* RECORDS SUPPLIED *
*** Block opens ***

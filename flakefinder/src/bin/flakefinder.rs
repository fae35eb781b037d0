use std::path::PathBuf;
use std::sync::Arc;

use anyhow::Context;
use clap::{Args, Parser, Subcommand};
use flakefinder::{
    BatchOptions, BatchProgress, Pipeline, ProgressCallback, ReportFormat, RunConfig, ScanGrid,
    TileManifest, TileSource,
};

#[derive(Parser, Debug)]
#[command(
    author,
    version,
    about = "Detect and classify exfoliated TMD flakes in microscope tiles"
)]
struct Cli {
    /// Log level used when RUST_LOG is not set.
    #[arg(long, global = true, default_value = "info")]
    log_level: String,
    /// Directory for daily rolling log files.
    #[arg(long, global = true)]
    log_dir: Option<PathBuf>,
    #[command(subcommand)]
    command: Command,
}

#[derive(Subcommand, Debug)]
enum Command {
    /// Run detection on images or a tile manifest and write a report.
    Detect(DetectArgs),
    /// Write a serpentine scan manifest covering a rectangular area.
    Grid(GridArgs),
}

#[derive(Args, Debug)]
struct DetectArgs {
    /// Image files, processed as standalone tiles.
    #[arg(required_unless_present = "manifest", conflicts_with = "manifest")]
    images: Vec<PathBuf>,
    /// Tile manifest with stage offsets (YAML or JSON).
    #[arg(long)]
    manifest: Option<PathBuf>,
    /// Run configuration (YAML or JSON).
    #[arg(long)]
    config: Option<PathBuf>,
    /// Signature table; overrides the one named in the config.
    #[arg(long)]
    signatures: Option<PathBuf>,
    /// Report path.
    #[arg(long, short, default_value = "flakes.csv")]
    output: PathBuf,
    /// Report format (csv, json, yaml). Defaults to the output extension.
    #[arg(long)]
    format: Option<ReportFormat>,
    /// Contrast threshold override.
    #[arg(long)]
    threshold: Option<f32>,
    /// Derive the threshold from the first tiles of the run.
    #[arg(long)]
    auto_threshold: bool,
    #[arg(long, requires = "auto_threshold")]
    calibration_samples: Option<usize>,
    #[arg(long, requires = "auto_threshold")]
    calibration_margin: Option<f32>,
    /// Write per-tile overlay and highlight PNGs here.
    #[arg(long)]
    overlay_dir: Option<PathBuf>,
    /// Micrometers per pixel for plain image inputs.
    #[arg(long)]
    pixel_scale: Option<f64>,
}

#[derive(Args, Debug)]
struct GridArgs {
    /// Scan area width in micrometers.
    #[arg(long)]
    width_um: f64,
    /// Scan area height in micrometers.
    #[arg(long)]
    height_um: f64,
    #[arg(long)]
    step_x_um: f64,
    #[arg(long)]
    step_y_um: f64,
    #[arg(long, default_value_t = 0.0)]
    origin_x_um: f64,
    #[arg(long, default_value_t = 0.0)]
    origin_y_um: f64,
    #[arg(long, default_value_t = flakefinder::DEFAULT_PIXEL_SCALE_UM)]
    pixel_scale: f64,
    /// File name template; `{index}` is replaced by the visit index.
    #[arg(long, default_value = "tile_{index}.png")]
    file_pattern: String,
    /// Manifest path (YAML or JSON).
    #[arg(long, short, default_value = "manifest.yaml")]
    output: PathBuf,
}

fn main() -> anyhow::Result<()> {
    let cli = Cli::parse();
    common::log_setup::setup_logging(&cli.log_level, cli.log_dir.as_deref())?;

    match cli.command {
        Command::Detect(args) => detect(args),
        Command::Grid(args) => grid(args),
    }
}

fn detect(args: DetectArgs) -> anyhow::Result<()> {
    let mut config = match &args.config {
        Some(path) => RunConfig::load(path)
            .with_context(|| format!("Failed to load run config '{}'", path.display()))?,
        None => RunConfig::default(),
    };
    if let Some(path) = args.signatures {
        config.signature_table = Some(path);
    }
    if let Some(threshold) = args.threshold {
        config.detection.contrast_threshold = threshold;
    }
    if let Some(scale) = args.pixel_scale {
        config.pixel_scale_um = scale;
    }
    if args.auto_threshold {
        config.calibration.enabled = true;
    }
    if let Some(samples) = args.calibration_samples {
        config.calibration.sample_count = samples;
    }
    if let Some(margin) = args.calibration_margin {
        config.calibration.margin = margin;
    }

    let pipeline = Pipeline::new(&config).context("Invalid configuration")?;

    let (sources, pixel_scale_um) = match &args.manifest {
        Some(path) => {
            let manifest = TileManifest::load(path)
                .with_context(|| format!("Failed to load manifest '{}'", path.display()))?;
            (manifest.sources(), manifest.pixel_scale_um)
        }
        None => (TileSource::from_paths(&args.images), config.pixel_scale_um),
    };

    let format = match args.format {
        Some(format) => format,
        None => ReportFormat::from_path(&args.output)
            .with_context(|| format!("Cannot infer report format from '{}'", args.output.display()))?,
    };

    let options = BatchOptions {
        pixel_scale_um,
        progress: ProgressCallback::new(Arc::new(|p: BatchProgress| {
            tracing::info!(tile = %p.tile_id, "{}/{} tiles", p.completed, p.total);
        })),
        overlay_dir: args.overlay_dir,
        ..Default::default()
    };

    let report = pipeline.run(&sources, &options).context("Detection failed")?;
    let written = report
        .write(&args.output, format)
        .context("Failed to write report")?;

    for path in written {
        println!("{}", path.display());
    }
    tracing::info!(
        detections = report.detections.len(),
        threshold = report.contrast_threshold,
        "Done"
    );
    Ok(())
}

fn grid(args: GridArgs) -> anyhow::Result<()> {
    if !(args.step_x_um > 0.0 && args.step_y_um > 0.0) {
        anyhow::bail!("Scan steps must be positive");
    }

    let mut grid = ScanGrid::covering(args.width_um, args.height_um, args.step_x_um, args.step_y_um);
    grid.origin_x_um = args.origin_x_um;
    grid.origin_y_um = args.origin_y_um;
    grid.file_pattern = args.file_pattern;

    let manifest = grid.to_manifest(args.pixel_scale);
    common::save_file(&manifest, &args.output)
        .with_context(|| format!("Failed to write manifest '{}'", args.output.display()))?;

    tracing::info!(
        columns = grid.columns,
        rows = grid.rows,
        tiles = grid.tile_count(),
        path = %args.output.display(),
        "Wrote scan manifest"
    );
    Ok(())
}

*** Block closes ***

* ASSIGNED TASK *
Copy out the entries above again, keeping them exact.

* ANSWER *
filename flakefinder/src/bin/flakefinder.rs
repository fae35eb781b037d0
use std::path::PathBuf;
use std::sync::Arc;

use anyhow::Context;
use clap::{Args, Parser, Subcommand};
use flakefinder::{
    BatchOptions, BatchProgress, Pipeline, ProgressCallback, ReportFormat, RunConfig, ScanGrid,
    TileManifest, TileSource,
};

#[derive(Parser, Debug)]
#[command(
    author,
    version,
    about = "Detect and classify exfoliated TMD flakes in microscope tiles"
)]
struct Cli {
    /// Log level used when RUST_LOG is not set.
    #[arg(long, global = true, default_value = "info")]
    log_level: String,
    /// Directory for daily rolling log files.
    #[arg(long, global = true)]
    log_dir: Option<PathBuf>,
    #[command(subcommand)]
    command: Command,
}

#[derive(Subcommand, Debug)]
enum Command {
    /// Run detection on images or a tile manifest and write a report.
    Detect(DetectArgs),
    /// Write a serpentine scan manifest covering a rectangular area.
    Grid(GridArgs),
}

#[derive(Args, Debug)]
struct DetectArgs {
    /// Image files, processed as standalone tiles.
    #[arg(required_unless_present = "manifest", conflicts_with = "manifest")]
    images: Vec<PathBuf>,
    /// Tile manifest with stage offsets (YAML or JSON).
    #[arg(long)]
    manifest: Option<PathBuf>,
    /// Run configuration (YAML or JSON).
    #[arg(long)]
    config: Option<PathBuf>,
    /// Signature table; overrides the one named in the config.
    #[arg(long)]
    signatures: Option<PathBuf>,
    /// Report path.
    #[arg(long, short, default_value = "flakes.csv")]
    output: PathBuf,
    /// Report format (csv, json, yaml). Defaults to the output extension.
    #[arg(long)]
    format: Option<ReportFormat>,
    /// Contrast threshold override.
    #[arg(long)]
    threshold: Option<f32>,
    /// Derive the threshold from the first tiles of the run.
    #[arg(long)]
    auto_threshold: bool,
    #[arg(long, requires = "auto_threshold")]
    calibration_samples: Option<usize>,
    #[arg(long, requires = "auto_threshold")]
    calibration_margin: Option<f32>,
    /// Write per-tile overlay and highlight PNGs here.
    #[arg(long)]
    overlay_dir: Option<PathBuf>,
    /// Micrometers per pixel for plain image inputs.
    #[arg(long)]
    pixel_scale: Option<f64>,
}

#[derive(Args, Debug)]
struct GridArgs {
    /// Scan area width in micrometers.
    #[arg(long)]
    width_um: f64,
    /// Scan area height in micrometers.
    #[arg(long)]
    height_um: f64,
    #[arg(long)]
    step_x_um: f64,
    #[arg(long)]
    step_y_um: f64,
    #[arg(long, default_value_t = 0.0)]
    origin_x_um: f64,
    #[arg(long, default_value_t = 0.0)]
    origin_y_um: f64,
    #[arg(long, default_value_t = flakefinder::DEFAULT_PIXEL_SCALE_UM)]
    pixel_scale: f64,
    /// File name template; `{index}` is replaced by the visit index.
    #[arg(long, default_value = "tile_{index}.png")]
    file_pattern: String,
    /// Manifest path (YAML or JSON).
    #[arg(long, short, default_value = "manifest.yaml")]
    output: PathBuf,
}

fn main() -> anyhow::Result<()> {
    let cli = Cli::parse();
    common::log_setup::setup_logging(&cli.log_level, cli.log_dir.as_deref())?;

    match cli.command {
        Command::Detect(args) => detect(args),
        Command::Grid(args) => grid(args),
    }
}

fn detect(args: DetectArgs) -> anyhow::Result<()> {
    let mut config = match &args.config {
        Some(path) => RunConfig::load(path)
            .with_context(|| format!("Failed to load run config '{}'", path.display()))?,
        None => RunConfig::default(),
    };
    if let Some(path) = args.signatures {
        config.signature_table = Some(path);
    }
    if let Some(threshold) = args.threshold {
        config.detection.contrast_threshold = threshold;
    }
    if let Some(scale) = args.pixel_scale {
        config.pixel_scale_um = scale;
    }
    if args.auto_threshold {
        config.calibration.enabled = true;
    }
    if let Some(samples) = args.calibration_samples {
        config.calibration.sample_count = samples;
    }
    if let Some(margin) = args.calibration_margin {
        config.calibration.margin = margin;
    }

    let pipeline = Pipeline::new(&config).context("Invalid configuration")?;

    let (sources, pixel_scale_um) = match &args.manifest {
        Some(path) => {
            let manifest = TileManifest::load(path)
                .with_context(|| format!("Failed to load manifest '{}'", path.display()))?;
            (manifest.sources(), manifest.pixel_scale_um)
        }
        None => (TileSource::from_paths(&args.images), config.pixel_scale_um),
    };

    let format = match args.format {
        Some(format) => format,
        None => ReportFormat::from_path(&args.output)
            .with_context(|| format!("Cannot infer report format from '{}'", args.output.display()))?,
    };

    let options = BatchOptions {
        pixel_scale_um,
        progress: ProgressCallback::new(Arc::new(|p: BatchProgress| {
            tracing::info!(tile = %p.tile_id, "{}/{} tiles", p.completed, p.total);
        })),
        overlay_dir: args.overlay_dir,
        ..Default::default()
    };

    let report = pipeline.run(&sources, &options).context("Detection failed")?;
    let written = report
        .write(&args.output, format)
        .context("Failed to write report")?;

    for path in written {
        println!("{}", path.display());
    }
    tracing::info!(
        detections = report.detections.len(),
        threshold = report.contrast_threshold,
        "Done"
    );
    Ok(())
}

fn grid(args: GridArgs) -> anyhow::Result<()> {
    if !(args.step_x_um > 0.0 && args.step_y_um > 0.0) {
        anyhow::bail!("Scan steps must be positive");
    }

    let mut grid = ScanGrid::covering(args.width_um, args.height_um, args.step_x_um, args.step_y_um);
    grid.origin_x_um = args.origin_x_um;
    grid.origin_y_um = args.origin_y_um;
    grid.file_pattern = args.file_pattern;

    let manifest = grid.to_manifest(args.pixel_scale);
    common::save_file(&manifest, &args.output)
        .with_context(|| format!("Failed to write manifest '{}'", args.output.display()))?;

    tracing::info!(
        columns = grid.columns,
        rows = grid.rows,
        tiles = grid.tile_count(),
        path = %args.output.display(),
        "Wrote scan manifest"
    );
    Ok(())
}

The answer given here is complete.